Despite these limitations, this study provided de novo information in an area where minimal or no information exists within the chiropractic profession. With continuing diversity in the United States and the globalization of chiropractic, chiropractors are increasingly challenged to effectively care for patients from diverse backgrounds. Cultural competency training in the chiropractic college curriculum can prepare future chiropractors to appropriately and effectively care and serve diverse patient populations throughout their careers. As part of the quality assurance in education, it is vital to demonstrate that students have achieved their intended educational outcomes (i.e., cultural competence) in addition to curricular refinement/improvement and directing future teaching efforts. The results of this study provided the beginnings toward the above-described efforts.
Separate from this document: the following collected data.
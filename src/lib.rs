//! create-wp-theme scaffolds a WordPress theme project from a template tree.
//! It copies the template without build artifacts, personalizes the manifest,
//! stylesheet header and HTML entry point, then optionally initializes git
//! and installs dependencies.

/// Command-line interface module
pub mod cli;

/// Common constants: exclusion rules, artifact paths and markers
pub mod constants;

/// Filtered recursive copy of the template tree
pub mod copier;

/// Marker substitution for the manifest, style header and HTML entry
pub mod customize;

/// Error types and handling
pub mod error;

/// Basename exclusion rules
pub mod ignore;

/// Logger initialization
pub mod logger;

/// Project metadata intake and validation
pub mod metadata;

/// Materialization orchestration
/// Combines copying and customization into a single outcome
pub mod processor;

/// User confirmation
pub mod prompt;

/// External process steps run after materialization
pub mod runner;
//! User confirmation.
//! The materializer asks before destroying an existing directory; the
//! decision comes from whoever implements [`Prompter`].

use crate::error::{Error, Result};
use dialoguer::Confirm;

/// Answers yes/no questions on behalf of the user.
pub trait Prompter {
    /// Asks `prompt`, returning `true` without asking when `skip` is set.
    fn confirm(&self, skip: bool, prompt: String) -> Result<bool>;
}

/// Interactive terminal prompter. Defaults to "no".
#[derive(Debug, Default)]
pub struct DialoguerPrompter;

impl DialoguerPrompter {
    pub fn new() -> Self {
        Self
    }
}

impl Prompter for DialoguerPrompter {
    fn confirm(&self, skip: bool, prompt: String) -> Result<bool> {
        if skip {
            return Ok(true);
        }
        Confirm::new()
            .with_prompt(prompt)
            .default(false)
            .interact()
            .map_err(|e| Error::PromptError(e.to_string()))
    }
}

/// Gives the same answer to every question, for non-interactive runs.
#[derive(Debug, Clone, Copy)]
pub struct FixedPrompter(pub bool);

impl Prompter for FixedPrompter {
    fn confirm(&self, skip: bool, _prompt: String) -> Result<bool> {
        Ok(skip || self.0)
    }
}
This analysis found that a 6-hour cultural competency educational program improved chiropractic students' knowledge in cultural competency. However, the findings do not support the notion that with the training provided, students' confidence increased in their ability to care for diverse populations. Further research is needed to improve the educational outcomes in cultural competency and to direct course and curricular refinement and improvement.
CONFLICTS OF INTEREST
No funding was received for this project. Kim Khauv receives compensation from Life Chiropractic College West to teach courses and conduct research. Joel Alcantara receives funding from Life Chiropractic College West and the International Chiropractic Pediatric Association to conduct research and present seminars on the chiropractic care of children and pregnant women, and on family wellness care.
About the Authors
Kim Khauv is an assistant professor at Life Chiropractic College West.
Joel Alcantara is the chair of pediatric research at Life Chiropractic College West and research director for the International Chiropractic Pediatric Association.